(Collected data entries)
----

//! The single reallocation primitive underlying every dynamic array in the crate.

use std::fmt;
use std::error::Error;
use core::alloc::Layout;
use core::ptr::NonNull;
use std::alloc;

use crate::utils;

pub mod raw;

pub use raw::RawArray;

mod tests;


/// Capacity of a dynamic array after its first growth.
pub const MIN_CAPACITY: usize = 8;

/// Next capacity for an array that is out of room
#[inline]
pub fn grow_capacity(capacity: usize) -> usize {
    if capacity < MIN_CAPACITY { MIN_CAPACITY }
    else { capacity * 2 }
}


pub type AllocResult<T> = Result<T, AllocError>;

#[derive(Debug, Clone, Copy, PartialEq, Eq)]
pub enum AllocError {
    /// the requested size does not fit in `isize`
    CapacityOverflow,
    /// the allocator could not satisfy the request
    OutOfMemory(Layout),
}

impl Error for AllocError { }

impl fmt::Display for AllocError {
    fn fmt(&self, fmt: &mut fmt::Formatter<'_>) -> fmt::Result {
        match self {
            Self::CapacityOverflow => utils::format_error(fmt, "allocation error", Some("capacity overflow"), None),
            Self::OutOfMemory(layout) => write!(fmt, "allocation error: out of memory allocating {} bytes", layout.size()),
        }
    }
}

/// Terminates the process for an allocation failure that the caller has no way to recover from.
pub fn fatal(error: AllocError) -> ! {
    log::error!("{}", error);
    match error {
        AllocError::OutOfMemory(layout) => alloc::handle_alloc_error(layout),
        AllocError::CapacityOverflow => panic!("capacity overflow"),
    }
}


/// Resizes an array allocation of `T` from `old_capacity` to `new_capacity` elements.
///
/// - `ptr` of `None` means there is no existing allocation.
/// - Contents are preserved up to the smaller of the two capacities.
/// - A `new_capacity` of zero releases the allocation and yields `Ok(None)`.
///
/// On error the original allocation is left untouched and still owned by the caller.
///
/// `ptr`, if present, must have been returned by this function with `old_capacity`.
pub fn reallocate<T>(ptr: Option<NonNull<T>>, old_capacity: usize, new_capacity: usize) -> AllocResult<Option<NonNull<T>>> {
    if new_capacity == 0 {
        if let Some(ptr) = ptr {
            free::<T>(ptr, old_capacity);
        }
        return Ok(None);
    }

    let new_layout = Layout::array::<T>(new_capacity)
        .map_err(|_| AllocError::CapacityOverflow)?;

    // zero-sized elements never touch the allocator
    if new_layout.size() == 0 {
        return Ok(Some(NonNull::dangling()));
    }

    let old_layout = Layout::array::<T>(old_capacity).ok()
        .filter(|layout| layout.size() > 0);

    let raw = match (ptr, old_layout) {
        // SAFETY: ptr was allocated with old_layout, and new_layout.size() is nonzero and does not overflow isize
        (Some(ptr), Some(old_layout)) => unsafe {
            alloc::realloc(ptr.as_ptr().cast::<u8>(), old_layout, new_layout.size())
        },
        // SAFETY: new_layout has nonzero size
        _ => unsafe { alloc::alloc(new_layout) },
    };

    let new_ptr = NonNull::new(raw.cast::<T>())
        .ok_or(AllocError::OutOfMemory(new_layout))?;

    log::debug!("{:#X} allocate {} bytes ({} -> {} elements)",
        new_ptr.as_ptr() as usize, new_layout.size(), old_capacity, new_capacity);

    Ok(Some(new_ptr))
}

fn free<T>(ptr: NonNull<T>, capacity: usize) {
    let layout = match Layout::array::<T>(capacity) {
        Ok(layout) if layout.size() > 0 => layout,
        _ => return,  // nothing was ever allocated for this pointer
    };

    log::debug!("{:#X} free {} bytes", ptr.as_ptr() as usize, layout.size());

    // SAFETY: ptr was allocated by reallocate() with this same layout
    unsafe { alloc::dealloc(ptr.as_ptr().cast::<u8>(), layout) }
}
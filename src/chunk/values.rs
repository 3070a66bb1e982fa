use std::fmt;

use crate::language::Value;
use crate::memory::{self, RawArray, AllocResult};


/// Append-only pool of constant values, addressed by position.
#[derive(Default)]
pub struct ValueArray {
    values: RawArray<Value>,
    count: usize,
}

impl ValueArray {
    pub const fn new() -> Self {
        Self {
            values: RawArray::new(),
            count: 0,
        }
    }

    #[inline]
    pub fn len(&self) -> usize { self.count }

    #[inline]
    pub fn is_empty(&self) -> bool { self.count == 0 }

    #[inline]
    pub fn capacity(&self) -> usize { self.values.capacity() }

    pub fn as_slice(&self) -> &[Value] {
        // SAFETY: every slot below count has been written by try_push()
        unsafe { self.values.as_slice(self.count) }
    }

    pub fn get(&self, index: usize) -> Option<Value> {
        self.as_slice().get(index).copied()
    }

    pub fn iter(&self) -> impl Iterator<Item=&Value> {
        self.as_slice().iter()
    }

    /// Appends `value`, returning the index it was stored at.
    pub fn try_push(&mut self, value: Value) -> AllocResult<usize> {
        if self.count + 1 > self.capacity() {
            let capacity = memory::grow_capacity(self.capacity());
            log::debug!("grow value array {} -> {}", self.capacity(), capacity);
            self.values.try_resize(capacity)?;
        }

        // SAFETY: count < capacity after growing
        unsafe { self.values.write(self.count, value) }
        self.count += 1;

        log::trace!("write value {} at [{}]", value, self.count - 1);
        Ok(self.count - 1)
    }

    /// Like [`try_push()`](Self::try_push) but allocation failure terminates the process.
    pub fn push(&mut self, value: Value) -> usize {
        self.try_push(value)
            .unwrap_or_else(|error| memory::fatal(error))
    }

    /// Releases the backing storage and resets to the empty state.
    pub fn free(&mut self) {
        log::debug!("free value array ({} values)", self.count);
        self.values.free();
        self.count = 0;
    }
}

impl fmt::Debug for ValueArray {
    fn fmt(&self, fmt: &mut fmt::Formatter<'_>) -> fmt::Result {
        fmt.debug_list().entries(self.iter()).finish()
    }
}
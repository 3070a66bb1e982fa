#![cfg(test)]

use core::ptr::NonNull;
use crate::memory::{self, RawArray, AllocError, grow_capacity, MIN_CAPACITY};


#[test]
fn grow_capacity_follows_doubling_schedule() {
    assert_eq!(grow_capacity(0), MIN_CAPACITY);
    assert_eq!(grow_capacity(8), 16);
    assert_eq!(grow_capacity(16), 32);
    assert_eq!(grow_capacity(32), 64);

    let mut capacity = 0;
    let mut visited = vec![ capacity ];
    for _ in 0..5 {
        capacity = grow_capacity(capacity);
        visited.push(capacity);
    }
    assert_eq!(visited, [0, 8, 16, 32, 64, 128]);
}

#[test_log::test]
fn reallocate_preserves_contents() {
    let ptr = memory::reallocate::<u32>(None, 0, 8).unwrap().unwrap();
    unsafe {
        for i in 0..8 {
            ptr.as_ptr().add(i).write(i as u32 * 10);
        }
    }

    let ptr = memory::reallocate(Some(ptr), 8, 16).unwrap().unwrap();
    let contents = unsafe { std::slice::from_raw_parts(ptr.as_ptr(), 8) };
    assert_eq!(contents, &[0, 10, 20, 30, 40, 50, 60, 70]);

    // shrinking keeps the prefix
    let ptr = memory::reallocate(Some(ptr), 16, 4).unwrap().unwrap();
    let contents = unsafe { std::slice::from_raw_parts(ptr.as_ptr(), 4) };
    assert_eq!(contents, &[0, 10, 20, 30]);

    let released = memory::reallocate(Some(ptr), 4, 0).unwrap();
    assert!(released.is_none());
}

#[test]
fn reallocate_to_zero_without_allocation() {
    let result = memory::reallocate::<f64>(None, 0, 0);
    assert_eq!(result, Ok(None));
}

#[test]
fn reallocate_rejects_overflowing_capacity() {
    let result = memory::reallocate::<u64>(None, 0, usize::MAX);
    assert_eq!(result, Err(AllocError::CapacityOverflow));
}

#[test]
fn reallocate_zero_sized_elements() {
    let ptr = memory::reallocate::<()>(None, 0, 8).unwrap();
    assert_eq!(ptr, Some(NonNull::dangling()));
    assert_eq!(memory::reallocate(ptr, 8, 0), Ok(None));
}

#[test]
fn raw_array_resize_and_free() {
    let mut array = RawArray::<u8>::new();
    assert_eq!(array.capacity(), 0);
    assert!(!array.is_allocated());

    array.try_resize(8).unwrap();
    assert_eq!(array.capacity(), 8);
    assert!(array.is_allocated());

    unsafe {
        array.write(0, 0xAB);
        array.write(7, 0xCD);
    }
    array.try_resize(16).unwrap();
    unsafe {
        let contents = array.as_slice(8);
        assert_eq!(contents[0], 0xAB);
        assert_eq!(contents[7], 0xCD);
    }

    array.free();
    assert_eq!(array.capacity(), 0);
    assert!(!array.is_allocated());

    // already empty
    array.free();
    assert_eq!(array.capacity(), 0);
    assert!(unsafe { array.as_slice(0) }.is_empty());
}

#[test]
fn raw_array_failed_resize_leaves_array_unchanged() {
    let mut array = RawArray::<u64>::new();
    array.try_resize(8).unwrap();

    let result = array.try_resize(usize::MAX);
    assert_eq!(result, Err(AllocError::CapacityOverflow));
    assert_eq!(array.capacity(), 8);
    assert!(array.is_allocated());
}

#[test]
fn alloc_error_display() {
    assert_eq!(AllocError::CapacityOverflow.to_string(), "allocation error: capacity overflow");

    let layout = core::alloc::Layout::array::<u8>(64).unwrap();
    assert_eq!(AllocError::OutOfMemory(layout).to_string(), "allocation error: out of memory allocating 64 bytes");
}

----

(Your goal)
Print exactly the lines above, between the one holding "let raw = match" and the one holding "this same layout", inclusive, and nothing besides.

(Solution to this task)
    let raw = match (ptr, old_layout) {
        // SAFETY: ptr was allocated with old_layout, and new_layout.size() is nonzero and does not overflow isize
        (Some(ptr), Some(old_layout)) => unsafe {
            alloc::realloc(ptr.as_ptr().cast::<u8>(), old_layout, new_layout.size())
        },
        // SAFETY: new_layout has nonzero size
        _ => unsafe { alloc::alloc(new_layout) },
    };

    let new_ptr = NonNull::new(raw.cast::<T>())
        .ok_or(AllocError::OutOfMemory(new_layout))?;

    log::debug!("{:#X} allocate {} bytes ({} -> {} elements)",
        new_ptr.as_ptr() as usize, new_layout.size(), old_capacity, new_capacity);

    Ok(Some(new_ptr))
}

fn free<T>(ptr: NonNull<T>, capacity: usize) {
    let layout = match Layout::array::<T>(capacity) {
        Ok(layout) if layout.size() > 0 => layout,
        _ => return,  // nothing was ever allocated for this pointer
    };

    log::debug!("{:#X} free {} bytes", ptr.as_ptr() as usize, layout.size());

    // SAFETY: ptr was allocated by reallocate() with this same layout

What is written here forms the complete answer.